■ TASK DETAILS: Copy out each line of the material in which the word "found" appears.

■ RECORDS FOR THIS TASK:
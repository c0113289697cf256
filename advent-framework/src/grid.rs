//! Rectangular grids of cells addressed by `(row, column)`.
//!
//! [`Grid`] stores its cells in a [`DMatrix`], so cells must satisfy nalgebra's [`Scalar`] bound
//! (`Clone + PartialEq + Debug + 'static`), which plain data enums get by deriving.

use std::fmt::{self, Display};

use nalgebra::{DMatrix, Scalar};
use thiserror::Error;

use crate::DynamicResult;
use crate::parsing::parse_input_lines;

/// A cell coordinate; `(0, 0)` is the top left corner.
#[derive(Debug, Clone, Copy, PartialEq, Eq, PartialOrd, Ord, Hash)]
pub struct Position {
    pub row: usize,
    pub col: usize,
}

impl Position {
    #[must_use]
    pub const fn new(row: usize, col: usize) -> Self {
        Self { row, col }
    }

    /// The position one step away, or `None` when it would go below zero.
    ///
    /// No upper bound is checked; see [`Grid::step`] for a bounded move.
    #[must_use]
    pub fn checked_step(self, direction: Direction) -> Option<Self> {
        self.checked_step_by(direction, 1)
    }

    /// The position `distance` steps away, or `None` on `usize` under/overflow.
    #[must_use]
    pub fn checked_step_by(self, direction: Direction, distance: usize) -> Option<Self> {
        let Self { row, col } = self;
        match direction {
            Direction::Up => row.checked_sub(distance).map(|row| Self { row, col }),
            Direction::Down => row.checked_add(distance).map(|row| Self { row, col }),
            Direction::Left => col.checked_sub(distance).map(|col| Self { row, col }),
            Direction::Right => col.checked_add(distance).map(|col| Self { row, col }),
        }
    }

    /// Manhattan distance between two positions.
    #[must_use]
    pub fn manhattan_distance(self, other: Self) -> usize {
        self.row.abs_diff(other.row) + self.col.abs_diff(other.col)
    }
}

impl Display for Position {
    fn fmt(&self, f: &mut fmt::Formatter<'_>) -> fmt::Result {
        write!(f, "({}, {})", self.row, self.col)
    }
}

/// One of the four axis-aligned directions.
#[derive(Debug, Clone, Copy, PartialEq, Eq, PartialOrd, Ord, Hash)]
pub enum Direction {
    Up,
    Down,
    Left,
    Right,
}

impl Direction {
    pub const ALL: [Self; 4] = [Self::Up, Self::Right, Self::Down, Self::Left];

    #[must_use]
    pub const fn opposite(self) -> Self {
        match self {
            Self::Up => Self::Down,
            Self::Down => Self::Up,
            Self::Left => Self::Right,
            Self::Right => Self::Left,
        }
    }

    /// `{Up, Down}` and `{Left, Right}` are the only opposite pairs.
    #[must_use]
    pub fn is_opposite(self, other: Self) -> bool {
        self.opposite() == other
    }

    /// Counter-clockwise quarter turn.
    #[must_use]
    pub const fn turn_left(self) -> Self {
        match self {
            Self::Up => Self::Left,
            Self::Left => Self::Down,
            Self::Down => Self::Right,
            Self::Right => Self::Up,
        }
    }

    /// Clockwise quarter turn.
    #[must_use]
    pub const fn turn_right(self) -> Self {
        match self {
            Self::Up => Self::Right,
            Self::Right => Self::Down,
            Self::Down => Self::Left,
            Self::Left => Self::Up,
        }
    }

    #[must_use]
    pub const fn is_vertical(self) -> bool {
        matches!(self, Self::Up | Self::Down)
    }
}

#[derive(Error, Debug, Clone, PartialEq, Eq)]
pub enum GridError {
    #[error("grid has no cells")]
    Empty,

    #[error("row {row} has width {found}, expected {expected}")]
    UnequalRowWidth {
        row: usize,
        expected: usize,
        found: usize,
    },

    #[error("position {position} is outside of the {height}x{width} grid")]
    OutOfRange {
        position: Position,
        height: usize,
        width: usize,
    },

    #[error("invalid digit character: {0:?}")]
    InvalidDigit(char),
}

/// An immutable-size rectangle of cells.
#[derive(Debug, Clone, PartialEq, Eq, Hash)]
pub struct Grid<T: Scalar>(DMatrix<T>);

impl<T: Scalar> Grid<T> {
    /// Build from rows of cells.
    ///
    /// # Errors
    ///
    /// [`GridError::Empty`] without any cell, [`GridError::UnequalRowWidth`] for ragged rows.
    pub fn from_rows(rows: Vec<Vec<T>>) -> Result<Self, GridError> {
        let height = rows.len();
        let width = rows.first().map_or(0, Vec::len);
        if width == 0 {
            return Err(GridError::Empty);
        }
        if let Some((row, found)) = rows
            .iter()
            .map(Vec::len)
            .enumerate()
            .find(|&(_, len)| len != width)
        {
            return Err(GridError::UnequalRowWidth {
                row,
                expected: width,
                found,
            });
        }

        Ok(Self(DMatrix::from_row_iterator(
            height,
            width,
            rows.into_iter().flatten(),
        )))
    }

    /// Parse one cell per character, one row per line.
    ///
    /// # Errors
    ///
    /// Cell errors are reported with their line; shape errors as in [`Grid::from_rows`].
    pub fn parse<E, F>(input: &str, mut cell: F) -> DynamicResult<Self>
    where
        E: Into<crate::DynamicError>,
        F: FnMut(char) -> Result<T, E>,
    {
        let rows = parse_input_lines(input, |_, line| {
            line.chars().map(&mut cell).collect::<Result<Vec<_>, E>>()
        })
        .collect::<Result<Vec<_>, _>>()?;
        Ok(Self::from_rows(rows)?)
    }

    /// A grid of `height` x `width` copies of `value`.
    #[must_use]
    pub fn filled(height: usize, width: usize, value: T) -> Self {
        Self(DMatrix::from_element(height, width, value))
    }

    #[must_use]
    pub fn height(&self) -> usize {
        self.0.nrows()
    }

    #[must_use]
    pub fn width(&self) -> usize {
        self.0.ncols()
    }

    #[must_use]
    pub fn is_valid(&self, position: Position) -> bool {
        position.row < self.height() && position.col < self.width()
    }

    /// The cell at `position`.
    ///
    /// # Errors
    ///
    /// [`GridError::OutOfRange`] if the position is not inside the grid.
    pub fn at(&self, position: Position) -> Result<&T, GridError> {
        self.get(position).ok_or(GridError::OutOfRange {
            position,
            height: self.height(),
            width: self.width(),
        })
    }

    #[must_use]
    pub fn get(&self, position: Position) -> Option<&T> {
        self.0.get((position.row, position.col))
    }

    pub fn get_mut(&mut self, position: Position) -> Option<&mut T> {
        self.0.get_mut((position.row, position.col))
    }

    /// Swap the values of two cells. Out of range positions are ignored.
    pub fn swap(&mut self, a: Position, b: Position) {
        if self.is_valid(a) && self.is_valid(b) {
            self.0.swap((a.row, a.col), (b.row, b.col));
        }
    }

    /// The neighbouring position in `direction`, if it is inside the grid.
    #[must_use]
    pub fn step(&self, position: Position, direction: Direction) -> Option<Position> {
        self.step_by(position, direction, 1)
    }

    /// The position `distance` cells away in a straight line, if it is inside the grid.
    #[must_use]
    pub fn step_by(
        &self,
        position: Position,
        direction: Direction,
        distance: usize,
    ) -> Option<Position> {
        position
            .checked_step_by(direction, distance)
            .filter(|&next| self.is_valid(next))
    }

    /// Every position, row by row.
    pub fn positions(&self) -> impl Iterator<Item = Position> + use<T> {
        let width = self.width();
        (0..self.height()).flat_map(move |row| (0..width).map(move |col| Position { row, col }))
    }

    /// Positions paired with their cells, row by row.
    pub fn iter(&self) -> impl Iterator<Item = (Position, &T)> {
        self.positions().map(|position| (position, &self.0[(position.row, position.col)]))
    }

    /// In-bounds orthogonal neighbours with the direction taken to reach them.
    pub fn neighbours4(&self, position: Position) -> impl Iterator<Item = (Direction, Position)> {
        Direction::ALL
            .into_iter()
            .filter_map(move |direction| Some((direction, self.step(position, direction)?)))
    }

    /// In-bounds neighbours including diagonals.
    pub fn neighbours8(&self, position: Position) -> impl Iterator<Item = Position> {
        const OFFSETS: [(isize, isize); 8] = [
            (-1, -1),
            (-1, 0),
            (-1, 1),
            (0, -1),
            (0, 1),
            (1, -1),
            (1, 0),
            (1, 1),
        ];
        OFFSETS.into_iter().filter_map(move |(d_row, d_col)| {
            let next = Position {
                row: position.row.checked_add_signed(d_row)?,
                col: position.col.checked_add_signed(d_col)?,
            };
            self.is_valid(next).then_some(next)
        })
    }

    /// Find the first position whose cell matches.
    pub fn find(&self, mut predicate: impl FnMut(&T) -> bool) -> Option<Position> {
        self.iter()
            .find_map(|(position, cell)| predicate(cell).then_some(position))
    }

    /// Cells of one row, left to right.
    pub fn row(&self, row: usize) -> impl Iterator<Item = &T> {
        (0..self.width()).map(move |col| &self.0[(row, col)])
    }

    /// Cells of one column, top to bottom.
    pub fn column(&self, col: usize) -> impl Iterator<Item = &T> {
        (0..self.height()).map(move |row| &self.0[(row, col)])
    }
}

impl Grid<u8> {
    /// Parse a block of single decimal digits.
    ///
    /// # Errors
    ///
    /// [`GridError::InvalidDigit`] on anything but `0`-`9`, plus the shape errors of
    /// [`Grid::from_rows`].
    pub fn from_digits(input: &str) -> DynamicResult<Self> {
        Self::parse(input, |ch| {
            ch.to_digit(10)
                .and_then(|digit| u8::try_from(digit).ok())
                .ok_or(GridError::InvalidDigit(ch))
        })
    }
}

impl<T: Scalar + Display> Display for Grid<T> {
    fn fmt(&self, f: &mut fmt::Formatter<'_>) -> fmt::Result {
        for row in 0..self.height() {
            for cell in self.row(row) {
                write!(f, "{cell}")?;
            }
            writeln!(f)?;
        }
        Ok(())
    }
}

#[cfg(test)]
mod tests {
    use super::*;

    #[test]
    fn from_digits_reads_rows() -> DynamicResult<()> {
        let grid = Grid::from_digits("123\n456\n")?;
        assert_eq!(grid.height(), 2);
        assert_eq!(grid.width(), 3);
        assert_eq!(grid.at(Position::new(1, 2))?, &6);
        assert_eq!(grid.at(Position::new(0, 0))?, &1);
        Ok(())
    }

    #[test]
    fn from_digits_rejects_ragged_rows() {
        let error = Grid::from_digits("123\n45\n").unwrap_err();
        assert!(matches!(
            error.downcast_ref::<GridError>(),
            Some(GridError::UnequalRowWidth {
                row: 1,
                expected: 3,
                found: 2
            })
        ));
    }

    #[test]
    fn from_digits_rejects_non_digit() {
        let error = Grid::from_digits("12\n3x\n").unwrap_err();
        assert_eq!(error.to_string(), "invalid input on line 2");
    }

    #[test]
    fn from_rows_rejects_empty() {
        assert_eq!(Grid::<u8>::from_rows(vec![]), Err(GridError::Empty));
        assert_eq!(Grid::<u8>::from_rows(vec![vec![]]), Err(GridError::Empty));
    }

    #[test]
    fn at_fails_out_of_range() -> DynamicResult<()> {
        let grid = Grid::from_digits("12\n34")?;
        assert!(grid.is_valid(Position::new(1, 1)));
        assert!(!grid.is_valid(Position::new(2, 0)));
        assert_eq!(
            grid.at(Position::new(0, 2)),
            Err(GridError::OutOfRange {
                position: Position::new(0, 2),
                height: 2,
                width: 2
            })
        );
        Ok(())
    }

    #[test]
    fn steps_stay_in_bounds() -> DynamicResult<()> {
        let grid = Grid::from_digits("123\n456\n789")?;
        let corner = Position::new(0, 0);
        assert_eq!(grid.step(corner, Direction::Up), None);
        assert_eq!(grid.step(corner, Direction::Right), Some(Position::new(0, 1)));
        assert_eq!(grid.step_by(corner, Direction::Down, 2), Some(Position::new(2, 0)));
        assert_eq!(grid.step_by(corner, Direction::Down, 3), None);

        let centre = Position::new(1, 1);
        assert_eq!(grid.neighbours4(centre).count(), 4);
        assert_eq!(grid.neighbours8(centre).count(), 8);
        assert_eq!(grid.neighbours8(corner).count(), 3);
        Ok(())
    }

    #[test]
    fn rows_and_columns() -> DynamicResult<()> {
        let grid = Grid::from_digits("12\n34")?;
        assert_eq!(grid.row(1).copied().collect::<Vec<_>>(), vec![3, 4]);
        assert_eq!(grid.column(1).copied().collect::<Vec<_>>(), vec![2, 4]);
        assert_eq!(grid.to_string(), "12\n34\n");
        assert_eq!(grid.find(|&cell| cell == 3), Some(Position::new(1, 0)));
        Ok(())
    }

    #[test]
    fn directions_turn_and_oppose() {
        for direction in Direction::ALL {
            assert!(direction.is_opposite(direction.opposite()));
            assert!(!direction.is_opposite(direction));
            assert_eq!(direction.turn_left().turn_right(), direction);
            assert_eq!(direction.turn_right().turn_right(), direction.opposite());
        }
    }
}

■ ANSWER SECTION:
    #[error("row {row} has width {found}, expected {expected}")]
        found: usize,
        if let Some((row, found)) = rows
                found,
                found: 2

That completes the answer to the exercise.